Stored items:

--*--

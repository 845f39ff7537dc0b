//! Plotly figure construction
//!
//! Figures are plain Plotly JSON (`data`, `layout`, `frames`) built with
//! serde_json and rendered into a standalone HTML page that loads plotly.js
//! from the CDN.

use crate::clean::EmissionRecord;
use crate::views::CountryTotal;
use anyhow::Result;
use serde_json::{json, Value};
use std::collections::BTreeMap;

const PLOTLY_CDN: &str = "https://cdn.plot.ly/plotly-2.35.2.min.js";

const ANNUAL_LABEL: &str = "Annual CO2 Emissions (in million tonnes)";
const CUMULATIVE_LABEL: &str = "Cumulative CO2 Emissions (in million tonnes)";

/// Plasma sequential colour scale (matplotlib), evenly spaced stops
const PLASMA: [&str; 10] = [
    "#0d0887", "#46039f", "#7201a8", "#9c179e", "#bd3786", "#d8576b", "#ed7953", "#fb9f3a",
    "#fdca26", "#f0f921",
];

/// A complete Plotly figure
#[derive(Debug, Clone)]
pub struct Figure {
    pub title: String,
    pub data: Vec<Value>,
    pub layout: Value,
    pub frames: Vec<Value>,
}

impl Figure {
    /// Figure as the object `Plotly.newPlot` accepts
    pub fn to_json(&self) -> Value {
        let mut fig = json!({
            "data": self.data,
            "layout": self.layout,
            "config": { "responsive": true },
        });
        if !self.frames.is_empty() {
            fig["frames"] = Value::Array(self.frames.clone());
        }
        fig
    }

    /// Standalone HTML page
    pub fn to_html(&self) -> Result<String> {
        let figure_json = serde_json::to_string(&self.to_json())?;
        // "</script>" inside a string literal would end the script element
        let figure_json = figure_json.replace("</", "<\\/");

        Ok(format!(
            r##"<!DOCTYPE html>
<html lang="en">
<head>
    <meta charset="UTF-8">
    <meta name="viewport" content="width=device-width, initial-scale=1.0">
    <title>{title}</title>
    <script src="{cdn}" charset="utf-8"></script>
    <style>
        html, body {{ margin: 0; height: 100%; font-family: sans-serif; }}
        #chart {{ width: 100%; height: 100vh; }}
    </style>
</head>
<body>
    <div id="chart"></div>
    <script>
        const figure = {figure};
        Plotly.newPlot('chart', figure);
    </script>
</body>
</html>
"##,
            title = html_escape(&self.title),
            cdn = PLOTLY_CDN,
            figure = figure_json,
        ))
    }
}

fn html_escape(s: &str) -> String {
    s.replace('&', "&amp;")
        .replace('<', "&lt;")
        .replace('>', "&gt;")
        .replace('"', "&quot;")
}

/// Order of first appearance, the way Plotly Express assigns colours
fn group_by_country<'a>(rows: &[&'a EmissionRecord]) -> Vec<(&'a str, Vec<&'a EmissionRecord>)> {
    let mut groups: Vec<(&str, Vec<&EmissionRecord>)> = Vec::new();
    for &row in rows {
        match groups.iter().position(|(c, _)| *c == row.country) {
            Some(i) => groups[i].1.push(row),
            None => groups.push((row.country.as_str(), vec![row])),
        }
    }
    groups
}

/// Annual emissions over time, one line per country
pub fn line_chart(rows: &[&EmissionRecord]) -> Figure {
    let title = "Annual CO2 Emissions by Country".to_string();

    let data = group_by_country(rows)
        .into_iter()
        .map(|(country, members)| {
            let x: Vec<i32> = members.iter().map(|r| r.year).collect();
            let y: Vec<f64> = members.iter().map(|r| r.co2).collect();
            json!({
                "type": "scatter",
                "mode": "lines",
                "name": country,
                "legendgroup": country,
                "x": x,
                "y": y,
                "hovertemplate": format!(
                    "country={}<br>Year=%{{x}}<br>{}=%{{y}}<extra></extra>",
                    country, ANNUAL_LABEL
                ),
            })
        })
        .collect();

    let layout = json!({
        "title": { "text": title },
        "xaxis": { "title": { "text": "Year" } },
        "yaxis": { "title": { "text": ANNUAL_LABEL } },
        "legend": { "title": { "text": "country" } },
    });

    Figure { title, data, layout, frames: Vec::new() }
}

/// Cumulative emissions of the top emitters
pub fn bar_chart(totals: &[CountryTotal], top_n: usize) -> Figure {
    let title = format!("Top {} Countries by Cumulative CO2 Emissions", top_n);

    let x: Vec<&str> = totals.iter().map(|t| t.country.as_str()).collect();
    let y: Vec<f64> = totals.iter().map(|t| t.co2).collect();

    let data = vec![json!({
        "type": "bar",
        "x": x,
        "y": y,
        "hovertemplate": format!("Country=%{{x}}<br>{}=%{{y}}<extra></extra>", CUMULATIVE_LABEL),
    })];

    let layout = json!({
        "title": { "text": title },
        "xaxis": { "title": { "text": "Country" }, "categoryorder": "trace" },
        "yaxis": { "title": { "text": CUMULATIVE_LABEL } },
    });

    Figure { title, data, layout, frames: Vec::new() }
}

fn choropleth_trace(rows: &[&EmissionRecord]) -> Value {
    let locations: Vec<&str> = rows.iter().map(|r| r.iso_code.as_str()).collect();
    let z: Vec<f64> = rows.iter().map(|r| r.co2).collect();
    let names: Vec<&str> = rows.iter().map(|r| r.country.as_str()).collect();
    json!({
        "type": "choropleth",
        "locationmode": "ISO-3",
        "locations": locations,
        "z": z,
        "hovertext": names,
        "coloraxis": "coloraxis",
        "hovertemplate": format!(
            "<b>%{{hovertext}}</b><br>iso_code=%{{location}}<br>{}=%{{z}}<extra></extra>",
            ANNUAL_LABEL
        ),
    })
}

fn animation_step(args: Value) -> Value {
    json!([args, {
        "frame": { "duration": 0, "redraw": true },
        "mode": "immediate",
        "fromcurrent": true,
        "transition": { "duration": 0, "easing": "linear" },
    }])
}

/// Animated world map, one frame per year
pub fn choropleth_map(rows: &[&EmissionRecord]) -> Figure {
    let title = "Global CO2 Emissions by Country Over Time".to_string();

    let mut by_year: BTreeMap<i32, Vec<&EmissionRecord>> = BTreeMap::new();
    for &row in rows {
        by_year.entry(row.year).or_default().push(row);
    }

    let frames: Vec<Value> = by_year
        .iter()
        .map(|(year, members)| {
            json!({
                "name": year.to_string(),
                "data": [choropleth_trace(members)],
            })
        })
        .collect();

    let data = match by_year.values().next() {
        Some(first) => vec![choropleth_trace(first)],
        None => vec![choropleth_trace(&[])],
    };

    // Fixed colour range across frames so colours are comparable year to year
    let (cmin, cmax) = rows.iter().fold((f64::INFINITY, f64::NEG_INFINITY), |(lo, hi), r| {
        (lo.min(r.co2), hi.max(r.co2))
    });

    let colorscale: Vec<Value> = PLASMA
        .iter()
        .enumerate()
        .map(|(i, color)| json!([i as f64 / (PLASMA.len() - 1) as f64, color]))
        .collect();

    let mut coloraxis = json!({
        "colorscale": colorscale,
        "colorbar": { "title": { "text": ANNUAL_LABEL } },
    });
    if cmin.is_finite() && cmax.is_finite() {
        coloraxis["cmin"] = json!(cmin);
        coloraxis["cmax"] = json!(cmax);
    }

    let mut layout = json!({
        "title": { "text": title },
        "coloraxis": coloraxis,
        "geo": { "showframe": false, "projection": { "type": "natural earth" } },
        "margin": { "t": 60 },
    });

    if !frames.is_empty() {
        let steps: Vec<Value> = by_year
            .keys()
            .map(|year| {
                json!({
                    "label": year.to_string(),
                    "method": "animate",
                    "args": animation_step(json!([year.to_string()])),
                })
            })
            .collect();

        layout["sliders"] = json!([{
            "active": 0,
            "currentvalue": { "prefix": "year=" },
            "len": 0.9,
            "x": 0.1,
            "pad": { "b": 10, "t": 60 },
            "steps": steps,
        }]);

        layout["updatemenus"] = json!([{
            "type": "buttons",
            "direction": "left",
            "showactive": false,
            "x": 0.1,
            "xanchor": "right",
            "y": 0,
            "yanchor": "top",
            "pad": { "r": 10, "t": 70 },
            "buttons": [
                {
                    "label": "&#9654;",
                    "method": "animate",
                    "args": [null, {
                        "frame": { "duration": 500, "redraw": true },
                        "mode": "immediate",
                        "fromcurrent": true,
                        "transition": { "duration": 500, "easing": "linear" },
                    }],
                },
                {
                    "label": "&#9724;",
                    "method": "animate",
                    "args": animation_step(json!([null])),
                },
            ],
        }]);
    }

    Figure { title, data, layout, frames }
}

--*--

> _TASK DESCRIPTION_:
Look through the entries for the string "names". Every line that has it belongs in the answer.

> _RESPONSE_:
    let names: Vec<&str> = rows.iter().map(|r| r.country.as_str()).collect();
        "hovertext": names,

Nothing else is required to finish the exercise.